Opinião

Torpedo bipartidário contra acordo do Afeganistão

07/07/2020

Por Manlio Dinucci

Centenas de milhares de vítimas civis, mais de 2.400 soldados americanos mortos (mais um número não especificado de feridos), aproximadamente um trilhão de dólares de gastos: este é um resumo dos 19 anos da guerra dos EUA no Afeganistão, ao que se acrescenta o custo aos aliados da Otan (incluindo a Itália) e outros que estavam do lado dos EUA na guerra. Resultados de fracasso para os EUA, inclusive sob o aspecto político-militar: a maior parte do território é hoje controlada pelo Taleban ou disputada entre este último e as forças do governo apoiadas pela Otan.

Nesse contexto, após longas negociações, em fevereiro passado, o governo Trump celebrou um acordo com o Taleban, em troca de uma série de garantias, para reduzir o número de soldados estadunidenses no Afeganistão de 8.600 para 4.500. Isso não significa o fim da intervenção militar dos EUA no Afeganistão, que continua com forças especiais, drones e bombardeiros. O acordo, no entanto, abriria caminho para uma escalada do conflito armado. Poucos meses após a assinatura, porém, ele foi quebrado: não pelos talebans afegãos, mas pelos democratas americanos. Eles aprovaram uma emenda à Lei de Autorização do Congresso, que aloca US $ 740,5 bilhões ao orçamento do Pentágono no ano fiscal de 2021.

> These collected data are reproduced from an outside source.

//! Per-file revision chain and LOC reconstruction
//!
//! A [`FileHistory`] holds the raw events of one path, newest first. Once the
//! chain is complete (implicit actions inferred, line diffs filled in),
//! [`FileHistory::build`] turns it into a [`VersionedFile`]: finished
//! revisions, oldest first, each with an absolute LOC snapshot.
//!
//! LOC is anchored at the newest revision (the working copy count, or an
//! approximation for dead files) and walked backwards by subtracting each
//! event's net line change.

use crate::models::{
    FinishedRevision, RevisionEvent, RevisionKind, RevisionNumber, TagTarget, VersionedFile,
};
use crate::repository::RepositoryMetadata;
use chrono::{DateTime, Duration, Utc};
use std::collections::BTreeSet;
use tracing::{debug, info, warn};

/// Raw revision chain of one path.
#[derive(Debug, Clone, PartialEq, Eq)]
pub struct FileHistory {
    path: String,
    /// Newest first.
    revisions: Vec<RevisionEvent>,
    binary: bool,
    in_working_copy: bool,
}

/// Final LOC as resolved for the newest revision.
#[derive(Debug, Clone, Copy, PartialEq, Eq)]
pub struct FinalLoc {
    pub loc: i64,
    /// True when the working copy supplied the count.
    pub counted: bool,
}

impl FileHistory {
    pub fn new(path: impl Into<String>, binary: bool, in_working_copy: bool) -> Self {
        Self {
            path: path.into(),
            revisions: Vec::new(),
            binary,
            in_working_copy,
        }
    }

    pub fn path(&self) -> &str {
        &self.path
    }

    /// Events, newest first.
    pub fn revisions(&self) -> &[RevisionEvent] {
        &self.revisions
    }

    pub(crate) fn revisions_mut(&mut self) -> &mut Vec<RevisionEvent> {
        &mut self.revisions
    }

    pub fn is_binary(&self) -> bool {
        self.binary
    }

    /// Marks the file binary and zeroes every non-creation event.
    pub fn set_binary(&mut self) {
        self.binary = true;
        for event in self.revisions.iter_mut() {
            if !event.is_creation_or_restore() {
                event.set_lines(0, 0);
            }
        }
    }

    pub fn in_working_copy(&self) -> bool {
        self.in_working_copy
    }

    /// Appends an event. Events of binary files carry no line changes
    /// unless they create the file.
    pub fn add_revision(&mut self, mut event: RevisionEvent) {
        if self.binary && !event.is_creation_or_restore() {
            event.set_lines(0, 0);
        }
        self.revisions.push(event);
    }

    /// Sets the line counts of the event at `revision`; false if no such event.
    pub fn update_revision(&mut self, revision: RevisionNumber, added: u32, removed: u32) -> bool {
        match self.revisions.iter_mut().find(|e| e.revision == revision) {
            Some(event) => {
                event.set_lines(added, removed);
                true
            }
            None => false,
        }
    }

    /// Restores newest-first order; stable for equal revisions.
    pub fn sort_newest_first(&mut self) {
        self.revisions.sort_by(|a, b| b.revision.cmp(&a.revision));
    }

    pub fn latest_revision(&self) -> Option<RevisionNumber> {
        self.revisions.first().map(|e| e.revision)
    }

    /// True when the newest event is a deletion.
    pub fn is_dead(&self) -> bool {
        self.revisions.first().is_some_and(RevisionEvent::is_deletion)
    }

    /// Whether every event has known line counts.
    pub fn fully_resolved(&self) -> bool {
        self.revisions.iter().all(RevisionEvent::lines_resolved)
    }

    /// Lower bound for the LOC before the file was deleted: the peak of the
    /// running line count, oldest event first.
    pub fn approximate_loc(&self) -> i64 {
        let mut current: i64 = 0;
        let mut max: i64 = 0;
        for event in self.revisions.iter().rev() {
            current += i64::from(event.lines_added());
            max = max.max(current);
            current -= i64::from(event.lines_removed());
        }
        max
    }

    /// LOC of the newest revision: the working copy count, or the
    /// approximation when the file cannot be counted.
    pub fn final_loc(&self, metadata: &dyn RepositoryMetadata) -> FinalLoc {
        if self.binary {
            return FinalLoc {
                loc: 0,
                counted: false,
            };
        }

        if !self.is_dead() {
            if let (Some(newest), Some(working)) =
                (self.latest_revision(), metadata.working_revision(&self.path))
            {
                if newest != working {
                    info!(
                        "Revision of {} does not match expected revision ({} in log, {} in working copy)",
                        self.path, newest, working
                    );
                }
            }
        }

        match metadata.line_count(&self.path) {
            Ok(loc) => FinalLoc { loc, counted: true },
            Err(e) => {
                if !self.is_dead() {
                    info!("{}", e);
                }
                FinalLoc {
                    loc: self.approximate_loc(),
                    counted: false,
                }
            }
        }
    }

    /// Whether the file existed at any point inside the log window.
    pub fn exists_in_log_period(&self, final_loc: FinalLoc) -> bool {
        !self.revisions.is_empty() || self.binary || final_loc.counted
    }

    /// Reconstructs the finished history, oldest revision first.
    ///
    /// `window_start` is the date of the oldest event in the whole log.
    pub fn build(
        &self,
        final_loc: i64,
        window_start: DateTime<Utc>,
        tags: &[TagTarget],
    ) -> VersionedFile {
        let begin_of_log_date = window_start - Duration::minutes(1);
        let mut finished: Vec<FinishedRevision> = Vec::with_capacity(self.revisions.len() + 2);

        if self.revisions.is_empty() {
            finished.push(begin_of_log(begin_of_log_date, final_loc));
            return self.versioned(final_loc, finished);
        }

        // Newest first while walking; reversed at the end.
        let mut loc = final_loc;
        let last = self.revisions.len() - 1;
        for (index, event) in self.revisions.iter().enumerate() {
            let newer = index.checked_sub(1).map(|i| self.revisions[i].revision);
            let event_tags = self.tags_for(event, newer, tags);
            let older_loc = loc - event.loc_change();

            if index < last {
                let older = &self.revisions[index + 1];
                if event.is_deletion() {
                    finished.push(deletion(event, loc, event_tags));
                } else if event.is_creation_or_restore() || event.is_change() {
                    if older.is_deletion() {
                        finished.push(creation(event, loc, event_tags));
                    } else {
                        finished.push(change(event, loc, event_tags));
                    }
                } else {
                    warn!("illegal state in {}:{}", self.path, event.revision);
                }
            } else if event.is_creation_or_restore() {
                finished.push(creation(event, loc, event_tags));
            } else if event.is_deletion() {
                finished.push(deletion(event, loc, event_tags));
                finished.push(begin_of_log(begin_of_log_date, older_loc));
            } else if event.is_change() {
                finished.push(change(event, loc, event_tags));
                // Synthetic creation holds the pre-change LOC, not 0.
                let mut synthetic = creation(event, older_loc, BTreeSet::new());
                synthetic.date = event.date - Duration::seconds(1);
                synthetic.lines_delta = 0;
                synthetic.lines_replaced = 0;
                finished.push(synthetic);
                finished.push(begin_of_log(begin_of_log_date, older_loc));
            } else {
                warn!("illegal state in {}:{}", self.path, event.revision);
            }

            loc = older_loc;
        }

        finished.reverse();
        let file = self.versioned(final_loc, finished);
        self.check_reconciliation(&file);
        file
    }

    /// Tags captured by `event`: those cut at or after it and before the
    /// next newer revision of this file.
    fn tags_for(
        &self,
        event: &RevisionEvent,
        newer: Option<RevisionNumber>,
        tags: &[TagTarget],
    ) -> BTreeSet<String> {
        if event.is_deletion() {
            return BTreeSet::new();
        }
        tags.iter()
            .filter(|tag| tag.revision >= event.revision)
            .filter(|tag| newer.map_or(true, |newer| tag.revision < newer))
            .map(|tag| tag.name.clone())
            .collect()
    }

    fn versioned(&self, final_loc: i64, revisions: Vec<FinishedRevision>) -> VersionedFile {
        VersionedFile {
            path: self.path.clone(),
            binary: self.binary,
            final_loc,
            dead: self.is_dead(),
            revisions,
        }
    }

    /// Begin-of-log LOC plus the summed deltas against the final LOC, when
    /// the two differ. Chains with unresolved events are not checked.
    fn check_reconciliation(&self, file: &VersionedFile) -> Option<(i64, i64)> {
        if !self.fully_resolved() {
            return None;
        }
        let mut loc = 0;
        for revision in &file.revisions {
            match revision.kind {
                RevisionKind::BeginOfLog => loc = revision.loc,
                RevisionKind::Deletion => loc = 0,
                RevisionKind::Creation | RevisionKind::Change => loc += revision.lines_delta,
            }
        }
        let expected = if file.dead { 0 } else { file.final_loc };
        if loc == expected {
            return None;
        }
        debug!(
            "LOC mismatch for {}: revisions sum to {}, final LOC is {}",
            self.path, loc, expected
        );
        Some((loc, expected))
    }
}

A emenda, aprovada em 2 de julho pela grande maioria do Comitê de Serviços Armados com os votos dos democratas, afirma “limitar o uso de fundos para reduzir o número de forças armadas posicionadas no Afeganistão”. Proíbe o Pentágono de gastar os fundos em sua posse para qualquer atividade que reduza o número de soldados dos EUA no Afeganistão abaixo de 8.000: o acordo, que envolve a redução de tropas dos EUA no Afeganistão, é efetivamente bloqueado. Significativamente, a emenda foi introduzida não apenas pelo democrata Jason Crow, mas também pela republicana Liz Cheney, que a endossou em perfeito estilo bipartidário. Liz é filha de Dick Cheney, vice-presidente dos Estados Unidos de 2001 a 2009 na administração de George W. Bush, aquele que decidiu invadir e ocupar o Afeganistão (oficialmente para caçar Osama bin Laden).

A emenda condena explicitamente o acordo, argumentando que ele prejudica “os interesses de segurança nacional dos EUA”, “não representa uma solução diplomática realista” e “não fornece proteção às populações vulneráveis”. Para poder reduzir suas próprias tropas no Afeganistão, o Pentágono precisará certificar que isso “não comprometerá a missão antiterrorista dos Estados Unidos”. Não é por acaso que o New York Times publicou um artigo em 26 de junho que, com base nas informações fornecidas (sem nenhuma evidência) pelos agentes de inteligência dos EUA, acusa “uma unidade de inteligência militar russa de ter oferecido aos militantes do Taleban uma recompensa para matar soldados da Coalizão no Afeganistão, visando principalmente os americanos”. A notícia foi transmitida pela grande mídia americana, sem que nenhum caçador de notícias questionasse sua verdade.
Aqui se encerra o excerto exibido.